U.S. grocery stores may soon carry a fast-growing GM alternative to conventional Atlantic salmon (above).

Peter Whyte/CSIRO

Updated: Genetically modified salmon wins FDA approval

A fast-growing salmon developed by AquaBounty Technologies today became the first genetically modified (GM) animal to win the blessing of the U.S. Food and Drug Administration (FDA). Its approval, nearly 20 years after the biotech company first approached the agency, marks the end of a long struggle for the right to sell the fish in grocery stores. But it probably doesn’t mark the end of a contentious debate over its safety.

The AquAdvantage salmon—which grows twice as fast as non-GM Atlantic salmon, thanks to the overexpression of a growth hormone—has long been expected to gain approval. In 2010, FDA announced that the salmon is safe to eat, and a draft assessment released in 2012 found that it is unlikely to have any harmful impact on the environment.

But those conclusions haven’t quelled fears from environmental groups that the fish could become invasive if released into the wild. Research on the ability of the GM salmon to outcompete wild varieties has been inconclusive, but regulators decided that an escape from the AquaBounty facilities is unlikely.

Although the decision is a landmark in biotechnology regulation, it’s also a very narrow one, says Martin Smith, an environmental economist at Duke University in Durham, North Carolina. FDA has signed off only on AquaBounty’s current breeding and growing setup, in which fish are bred at a facility on Prince Edward Island in Canada, and sterilized female eggs are flown to the highlands of Panama to be grown to market size. If the product takes off and the company wants to add facilities, these would need to get approved separately. “It’s not clear that it would be a simple process by any means,” Smith says.

With the current regulatory battle behind it, AquaBounty still has to win over grocery stores and shoppers wary of GM products. “It’s difficult to disentangle consumer’s attitudes from their understanding of the technology,” Smith says. “There are a lot of politics of [GM organisms] that might inform people's decision-making that might not have anything to do whatsoever with the technology.”
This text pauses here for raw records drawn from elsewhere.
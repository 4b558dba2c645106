//! Anthropic client.

use anyhow::{anyhow, Result};
use async_trait::async_trait;
use serde::Deserialize;
use serde_json::{json, Value};

use super::{ChatMessage, ChatRole, ChatTurn, LlmClient, RequestedToolCall, TokenUsage, ToolDefinition};

/// Default Anthropic model
const DEFAULT_MODEL: &str = "claude-sonnet-4-20250514";

const API_URL: &str = "https://api.anthropic.com/v1/messages";
const API_VERSION: &str = "2023-06-01";

/// Anthropic Claude API client
#[derive(Clone)]
pub struct AnthropicClient {
    api_key: String,
    client: reqwest::Client,
    model: String,
}

impl AnthropicClient {
    pub fn new(api_key: String) -> Self {
        let model = std::env::var("ANTHROPIC_MODEL").unwrap_or_else(|_| DEFAULT_MODEL.to_string());
        Self {
            api_key,
            client: reqwest::Client::new(),
            model,
        }
    }

    pub fn with_model(api_key: String, model: &str) -> Self {
        Self {
            api_key,
            client: reqwest::Client::new(),
            model: model.to_string(),
        }
    }

    pub fn from_env() -> Result<Self> {
        let api_key = std::env::var("ANTHROPIC_API_KEY")
            .map_err(|_| anyhow!("ANTHROPIC_API_KEY environment variable not set"))?;
        Ok(Self::new(api_key))
    }

    async fn post(&self, body: Value) -> Result<Value> {
        let response = self
            .client
            .post(API_URL)
            .header("x-api-key", &self.api_key)
            .header("anthropic-version", API_VERSION)
            .header("content-type", "application/json")
            .json(&body)
            .send()
            .await?;

        if !response.status().is_success() {
            let status = response.status();
            let body = response.text().await.unwrap_or_default();
            return Err(anyhow!("Anthropic API error {}: {}", status, body));
        }
        Ok(response.json().await?)
    }

    /// Plain text call: one user turn, no tools, text blocks folded by
    /// `chat_with_tools`.
    async fn call_api(&self, system_prompt: &str, user_prompt: &str) -> Result<String> {
        let turn = self
            .chat_with_tools(system_prompt, &[ChatMessage::user(user_prompt)], &[])
            .await?;
        if turn.text.is_empty() {
            return Err(anyhow!("Empty response from Anthropic"));
        }
        Ok(turn.text)
    }

    /// Fold the provider-neutral history into Anthropic's user/assistant
    /// alternation; tool results become `tool_result` content blocks.
    fn render_messages(&self, messages: &[ChatMessage]) -> Vec<Value> {
        let mut rendered: Vec<Value> = Vec::new();
        for message in messages {
            match message.role {
                ChatRole::User => rendered.push(json!({"role": "user", "content": message.content})),
                ChatRole::Assistant if message.tool_calls.is_empty() => {
                    rendered.push(json!({"role": "assistant", "content": message.content}))
                }
                ChatRole::Assistant => {
                    let mut blocks: Vec<Value> = Vec::new();
                    if !message.content.is_empty() {
                        blocks.push(json!({"type": "text", "text": message.content}));
                    }
                    for call in &message.tool_calls {
                        blocks.push(json!({
                            "type": "tool_use",
                            "id": call.id,
                            "name": call.name,
                            "input": call.arguments,
                        }));
                    }
                    rendered.push(json!({"role": "assistant", "content": blocks}))
                }
                ChatRole::Tool => rendered.push(json!({
                    "role": "user",
                    "content": [{
                        "type": "tool_result",
                        "tool_use_id": message.tool_call_id,
                        "content": message.content,
                    }]
                })),
            }
        }
        rendered
    }
}

#[async_trait]
impl LlmClient for AnthropicClient {
    async fn chat(&self, system_prompt: &str, user_prompt: &str) -> Result<String> {
        self.call_api(system_prompt, user_prompt).await
    }

    async fn chat_json(&self, system_prompt: &str, user_prompt: &str) -> Result<String> {
        // No json_object mode; rely on prompt engineering.
        let json_system = format!(
            "{}\n\nIMPORTANT: Respond with valid JSON only. No markdown code blocks, no explanations.",
            system_prompt
        );
        self.call_api(&json_system, user_prompt).await
    }

    async fn chat_with_tools(
        &self,
        system_prompt: &str,
        messages: &[ChatMessage],
        tools: &[ToolDefinition],
    ) -> Result<ChatTurn> {
        let rendered_tools: Vec<Value> = tools
            .iter()
            .map(|t| {
                json!({
                    "name": t.name,
                    "description": t.description,
                    "input_schema": t.parameters,
                })
            })
            .collect();

        let mut body = json!({
            "model": &self.model,
            "max_tokens": 4096,
            "system": system_prompt,
            "messages": self.render_messages(messages),
        });
        if !rendered_tools.is_empty() {
            body["tools"] = Value::Array(rendered_tools);
        }

        let payload = self.post(body).await?;

        #[derive(Deserialize)]
        struct ContentBlock {
            #[serde(rename = "type")]
            block_type: String,
            #[serde(default)]
            text: Option<String>,
            #[serde(default)]
            id: Option<String>,
            #[serde(default)]
            name: Option<String>,
            #[serde(default)]
            input: Option<Value>,
        }
        #[derive(Deserialize)]
        struct Usage {
            #[serde(default)]
            input_tokens: u64,
            #[serde(default)]
            output_tokens: u64,
        }
        #[derive(Deserialize)]
        struct ApiResponse {
            #[serde(default)]
            content: Vec<ContentBlock>,
            #[serde(default)]
            usage: Option<Usage>,
        }

        let api_response: ApiResponse = serde_json::from_value(payload)
            .map_err(|e| anyhow!("Failed to parse Anthropic response: {}", e))?;

        let mut turn = ChatTurn {
            usage: api_response
                .usage
                .map(|u| TokenUsage {
                    input_tokens: u.input_tokens,
                    output_tokens: u.output_tokens,
                })
                .unwrap_or_default(),
            ..Default::default()
        };

        for block in api_response.content {
            match block.block_type.as_str() {
                "text" => {
                    if let Some(text) = block.text {
                        if !turn.text.is_empty() {
                            turn.text.push('\n');
                        }
                        turn.text.push_str(&text);
                    }
                }
                "tool_use" => turn.tool_calls.push(RequestedToolCall {
                    id: block.id.unwrap_or_default(),
                    name: block.name.unwrap_or_default(),
                    arguments: block.input.unwrap_or(Value::Null),
                }),
                other => tracing::debug!(block_type = other, "ignoring content block"),
            }
        }

        Ok(turn)
    }

    fn model_name(&self) -> &str {
        &self.model
    }

    fn provider_name(&self) -> &str {
        "Anthropic"
    }
}

#[cfg(test)]
mod tests {
    use super::*;

    #[test]
    fn test_with_model() {
        let client = AnthropicClient::with_model("test-key".to_string(), "claude-3-opus");
        assert_eq!(client.model_name(), "claude-3-opus");
        assert_eq!(client.provider_name(), "Anthropic");
    }

    #[test]
    fn tool_results_become_tool_result_blocks() {
        let client = AnthropicClient::with_model("test-key".to_string(), DEFAULT_MODEL);
        let call = RequestedToolCall {
            id: "toolu_1".to_string(),
            name: "get_schema".to_string(),
            arguments: json!({}),
        };
        let rendered = client.render_messages(&[
            ChatMessage::user("question"),
            ChatMessage::assistant("calling tool"),
            ChatMessage::tool_result(&call, "Database: kgnormal"),
        ]);
        assert_eq!(rendered.len(), 3);
        assert_eq!(rendered[2]["role"], "user");
        assert_eq!(rendered[2]["content"][0]["type"], "tool_result");
        assert_eq!(rendered[2]["content"][0]["tool_use_id"], "toolu_1");
    }
}
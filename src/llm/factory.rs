//! LLM client construction from configuration.

use std::sync::Arc;

use anyhow::Result;

use super::anthropic::AnthropicClient;
use super::openai::OpenAiClient;
use super::LlmClient;
use crate::config::{Config, LlmBackend};

/// Build the configured model client. The API key comes from the provider's
/// environment variable; `AGENT_MODEL` overrides the provider default.
pub fn create_llm_client(config: &Config) -> Result<Arc<dyn LlmClient>> {
    let client: Arc<dyn LlmClient> = match config.backend {
        LlmBackend::OpenAi => match &config.model {
            Some(model) => Arc::new(OpenAiClient::with_model(openai_key()?, model)),
            None => Arc::new(OpenAiClient::from_env()?),
        },
        LlmBackend::Anthropic => match &config.model {
            Some(model) => Arc::new(AnthropicClient::with_model(anthropic_key()?, model)),
            None => Arc::new(AnthropicClient::from_env()?),
        },
    };
    tracing::info!(
        provider = client.provider_name(),
        model = client.model_name(),
        "llm client initialized"
    );
    Ok(client)
}

fn openai_key() -> Result<String> {
    std::env::var("OPENAI_API_KEY")
        .map_err(|_| anyhow::anyhow!("OPENAI_API_KEY environment variable not set"))
}

fn anthropic_key() -> Result<String> {
    std::env::var("ANTHROPIC_API_KEY")
        .map_err(|_| anyhow::anyhow!("ANTHROPIC_API_KEY environment variable not set"))
}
And because the new product can be labeled as farmed Atlantic salmon without mention of the genetic modification, consumers may not know they’re eating it unless retailers explicitly refuse to buy it, he says. Target, Trader Joe’s, and Whole Foods have already said they won’t sell the AquAdvantage salmon.

*Update, 19 November, 2:30 p.m.: This story has been expanded to include material from additional interviews.